Opinion
Civil Action No. 10-cv-13717
07-23-2012
PAUL D. BORMAN UNITED STATES DISTRICT JUDGE
OPINION AND ORDER
(1) GRANTING IN PART AND DENYING IN PART DEFENDANT'S MOTION IN
LIMINE (Dkt. No. 35),
(2) GRANTING PLAINTIFF'S MOTION IN LIMINE (Dkt. No. 36), and
(3) GRANTING PLAINTIFF'S MOTION TO QUASH (Dkt. No. 41)
This is an employment discrimination case. Mary J. Brooks ("Plaintiff") alleges that she was demoted and laid off by her former employer, Central Irrigation Supply, Inc. ("Defendant"), because she is a woman and was pregnant. On September 17, 2010, Plaintiff filed a Complaint alleging Title VII sex and pregnancy discrimination and retaliation. (Dkt. No. 1.) On November 28, 2011, the Court granted in part and denied in part Defendant's Motion for Summary Judgment, dismissing Plaintiff's pregnancy discrimination claim, and finding that an issue of fact existed as to Plaintiff's sex discrimination claim. (Dkt. No. 28.) A jury trial in this matter is scheduled to begin on August 21,2012.

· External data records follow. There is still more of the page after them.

//! Batch scoring over an injected classifier.

use tracing::{debug, instrument};

use noticescore_shared::{NoticeScoreError, Result};

use crate::Classifier;

/// Parallel label/distance sequences, aligned with the scored texts.
#[derive(Debug, Clone, Default, PartialEq)]
pub struct ScoreBatch {
    pub labels: Vec<i64>,
    pub distances: Vec<f64>,
}

impl ScoreBatch {
    /// Number of scored texts.
    pub fn len(&self) -> usize {
        self.labels.len()
    }

    /// Whether nothing was scored.
    pub fn is_empty(&self) -> bool {
        self.labels.is_empty()
    }
}

/// Scores normalized texts with a borrowed classifier.
pub struct ScoringEngine<'m> {
    model: &'m dyn Classifier,
    chunk_size: usize,
}

impl<'m> ScoringEngine<'m> {
    /// Engine that scores every batch in a single classifier call.
    pub fn new(model: &'m dyn Classifier) -> Self {
        Self {
            model,
            chunk_size: 0,
        }
    }

    /// Split batches into chunks of at most `chunk_size` texts (0 = no split).
    pub fn with_chunk_size(mut self, chunk_size: usize) -> Self {
        self.chunk_size = chunk_size;
        self
    }

    /// Score `texts`, returning one label and one distance per text, in order.
    ///
    /// Distance is the absolute value of the classifier margin. A classifier
    /// that returns the wrong number of outputs, or a non-finite margin, is a
    /// defect and fails the whole batch.
    #[instrument(skip_all, fields(texts = texts.len(), chunk_size = self.chunk_size))]
    pub fn score(&self, texts: &[String]) -> Result<ScoreBatch> {
        let mut batch = ScoreBatch {
            labels: Vec::with_capacity(texts.len()),
            distances: Vec::with_capacity(texts.len()),
        };
        if texts.is_empty() {
            return Ok(batch);
        }

        let chunk_size = if self.chunk_size == 0 {
            texts.len()
        } else {
            self.chunk_size
        };

        for (index, chunk) in texts.chunks(chunk_size).enumerate() {
            let labels = self.model.predict(chunk)?;
            let margins = self.model.decision_function(chunk)?;

            if labels.len() != chunk.len() || margins.len() != chunk.len() {
                return Err(NoticeScoreError::scoring(format!(
                    "classifier returned {} labels and {} margins for {} texts",
                    labels.len(),
                    margins.len(),
                    chunk.len()
                )));
            }

            for (offset, margin) in margins.iter().enumerate() {
                if !margin.is_finite() {
                    return Err(NoticeScoreError::scoring(format!(
                        "non-finite margin {margin} for text {}",
                        index * chunk_size + offset
                    )));
                }
                batch.distances.push(margin.abs());
            }
            batch.labels.extend(labels);
            debug!(chunk = index, size = chunk.len(), "chunk scored");
        }

        Ok(batch)
    }
}
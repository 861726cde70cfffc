//! Core domain types for noticescore runs.

use std::collections::BTreeMap;

use chrono::{DateTime, Utc};
use serde::{Deserialize, Serialize};
use sha2::{Digest, Sha256};
use uuid::Uuid;

/// Current schema version for the run manifest format.
pub const CURRENT_SCHEMA_VERSION: u32 = 1;

/// Notice identifier fields, in resolution priority order.
///
/// Solicitation, award, line, modification, delivery-order number. When a
/// notice carries several of these, the earliest entry in this table wins.
pub const IDENTIFIER_KEYS: [&str; 5] = ["solnbr", "awdnbr", "linenbr", "modnbr", "donbr"];

/// Hex-encoded SHA-256 of a byte slice.
pub fn sha256_hex(bytes: &[u8]) -> String {
    let mut hasher = Sha256::new();
    hasher.update(bytes);
    format!("{:x}", hasher.finalize())
}

// ---------------------------------------------------------------------------
// RunId
// ---------------------------------------------------------------------------

/// A UUID v7 wrapper for scoring run identifiers (time-sortable).
#[derive(Debug, Clone, PartialEq, Eq, Hash, Serialize, Deserialize)]
#[serde(transparent)]
pub struct RunId(pub Uuid);

impl RunId {
    /// Generate a new time-sortable run identifier.
    pub fn new() -> Self {
        Self(Uuid::now_v7())
    }
}

impl Default for RunId {
    fn default() -> Self {
        Self::new()
    }
}

impl std::fmt::Display for RunId {
    fn fmt(&self, f: &mut std::fmt::Formatter<'_>) -> std::fmt::Result {
        write!(f, "{}", self.0)
    }
}

impl std::str::FromStr for RunId {
    type Err = uuid::Error;

    fn from_str(s: &str) -> std::result::Result<Self, Self::Err> {
        Ok(Self(Uuid::parse_str(s)?))
    }
}

// ---------------------------------------------------------------------------
// Records
// ---------------------------------------------------------------------------

/// One (notice, attachment) pair flattened out of the feed, before scoring.
#[derive(Debug, Clone, PartialEq)]
pub struct PreScoringRecord {
    /// Feed section the notice came from (e.g. `PRESOL`, `COMBINE`).
    pub notice_type: String,
    /// Resolved notice identifier, empty when the notice carries none.
    pub notice_number: String,
    /// Link to the notice itself.
    pub notice_url: String,
    /// Link to the attachment document.
    pub attachment_url: String,
    /// Raw extracted text as it appeared in the feed.
    ///
    /// Kept as a JSON value so that a null text can be told apart from a
    /// missing one (missing text is stored as an empty string).
    pub text: serde_json::Value,
}

/// The pipeline's output unit: one scored attachment.
#[derive(Debug, Clone, PartialEq, Serialize, Deserialize)]
pub struct ScoredRecord {
    #[serde(rename = "notice type")]
    pub notice_type: String,
    #[serde(rename = "notice number")]
    pub notice_number: String,
    #[serde(rename = "notice url")]
    pub notice_url: String,
    #[serde(rename = "attachment url")]
    pub attachment_url: String,
    /// Predicted class label.
    pub prediction: i64,
    /// Absolute value of the classifier margin.
    #[serde(rename = "decision boundary distance")]
    pub decision_boundary_distance: f64,
}

// ---------------------------------------------------------------------------
// CorrelationStats
// ---------------------------------------------------------------------------

/// Counters describing what the correlator kept and dropped.
#[derive(Debug, Clone, Default, PartialEq, Eq, Serialize, Deserialize)]
pub struct CorrelationStats {
    /// Notice-type sections with at least one notice.
    pub notice_types: usize,
    /// Notices visited across all sections.
    pub notices_seen: usize,
    /// Notices without an `attachments` field.
    pub notices_without_attachments: usize,
    /// Notices with attachments but no `url`; all their attachments are dropped.
    pub notices_missing_url: usize,
    /// Notices emitted with an empty identifier.
    pub notices_missing_identifier: usize,
    /// Feed entries that were not notice mappings.
    pub malformed_entries: usize,
    /// Pre-scoring records produced.
    pub records: usize,
}

// ---------------------------------------------------------------------------
// RunManifest
// ---------------------------------------------------------------------------

/// The `manifest.json` written beside every run's score table.
#[derive(Debug, Clone, Serialize, Deserialize)]
pub struct RunManifest {
    /// Schema version for forward compatibility.
    pub schema_version: u32,
    /// Unique identifier for this run.
    pub run_id: RunId,
    /// Tool version that produced the run.
    pub tool_version: String,
    /// When the run finished.
    pub created_at: DateTime<Utc>,
    /// Feed file that was scored.
    pub feed_path: String,
    /// Model artifact used for scoring.
    pub model_path: String,
    /// SHA-256 of the model artifact bytes.
    pub model_digest: String,
    /// Number of scored records.
    pub record_count: usize,
    /// Correlation counters.
    pub stats: CorrelationStats,
    /// Number of records per predicted label.
    #[serde(default)]
    pub label_counts: BTreeMap<i64, usize>,
}

#[cfg(test)]
mod tests {
    use super::*;

    #[test]
    fn run_id_roundtrip() {
        let id = RunId::new();
        let s = id.to_string();
        let parsed: RunId = s.parse().expect("parse RunId");
        assert_eq!(id, parsed);
    }

    #[test]
    fn identifier_priority_order() {
        assert_eq!(IDENTIFIER_KEYS[0], "solnbr");
        assert_eq!(IDENTIFIER_KEYS[1], "awdnbr");
        assert_eq!(IDENTIFIER_KEYS.len(), 5);
    }

    #[test]
    fn scored_record_uses_table_column_names() {
        let record = ScoredRecord {
            notice_type: "PRESOL".into(),
            notice_number: "W912-18-R-0001".into(),
            notice_url: "https://www.fbo.gov/notice/1".into(),
            attachment_url: "https://www.fbo.gov/attachment/1".into(),
            prediction: 1,
            decision_boundary_distance: 0.8,
        };

        let json = serde_json::to_value(&record).expect("serialize");
        assert_eq!(json["notice type"], "PRESOL");
        assert_eq!(json["notice number"], "W912-18-R-0001");
        assert_eq!(json["attachment url"], "https://www.fbo.gov/attachment/1");
        assert_eq!(json["decision boundary distance"], 0.8);
    }

    #[test]
    fn manifest_serialization() {
        let mut label_counts = BTreeMap::new();
        label_counts.insert(0, 4);
        label_counts.insert(1, 2);
        let manifest = RunManifest {
            schema_version: CURRENT_SCHEMA_VERSION,
            run_id: RunId::new(),
            tool_version: "0.1.0".into(),
            created_at: Utc::now(),
            feed_path: "nightly_files/fbo_nightly_20180506.json".into(),
            model_path: "binaries/clf.json".into(),
            model_digest: sha256_hex(b"model"),
            record_count: 6,
            stats: CorrelationStats::default(),
            label_counts,
        };

        let json = serde_json::to_string_pretty(&manifest).expect("serialize");
        let parsed: RunManifest = serde_json::from_str(&json).expect("deserialize");
        assert_eq!(parsed.schema_version, CURRENT_SCHEMA_VERSION);
        assert_eq!(parsed.record_count, 6);
        assert_eq!(parsed.label_counts.get(&1), Some(&2));
    }

    #[test]
    fn sha256_hex_is_stable() {
        assert_eq!(
            sha256_hex(b""),
            "e3b0c44298fc1c149afbf4c8996fb92427ae41e4649b934ca495991b7852b855"
        );
    }
}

Now before the Court are Defendant's Motion In Limine, filed on June 6, 2012 (Dkt. No. 35), and Plaintiff's Motion In Limine, filed on June 7, 2012 (Dkt. No. 36). Defendant filed a Response to Plaintiff’s motion on June 13, 2012. (Dkt. No. 38.) Plaintiff filed a Response to Defendant's motion on June 21,2012. (Dkt. No. 39.) Defendant filed a Reply on June 27,2012. (Dkt. No. 40.) Plaintiff did not file a reply in support of her motion. The Court held a hearing on July 11,2012, and gave Defendant leave to file a supplemental brief, which it filed on July 18, 2012. (Dkt. No. 43.)
On July 13, 2012, Plaintiff filed a Motion to Quash Depositions of Christine Jenkins and David Truttman. (Dkt. No. 41.) Defendant responded on July 17, 2012. (Dkt. No. 42.)
For the reasons stated below, the Court will:
1. GRANT in part and DENY in part Defendant's Motion In Limine,
2. GRANT Plaintiff's Motion In Limine, and
3. GRANT Plaintiff Motion to Quash.
I. BACKGROUND
The relevant facts regarding the instant motions were summarized in the Court's Opinion and Order on Defendant's Motion for Summary Judgment:
Defendant is a national company based in New York that sells agricultural and irrigation equipment to commercial customers. It is 95% owned by Bernardo Luciano. Defendant has 35 branches nationwide, but only three female branch managers.(Op. and Order Granting Granting in Part Defendant's Mot. Summ. J. 1-6.)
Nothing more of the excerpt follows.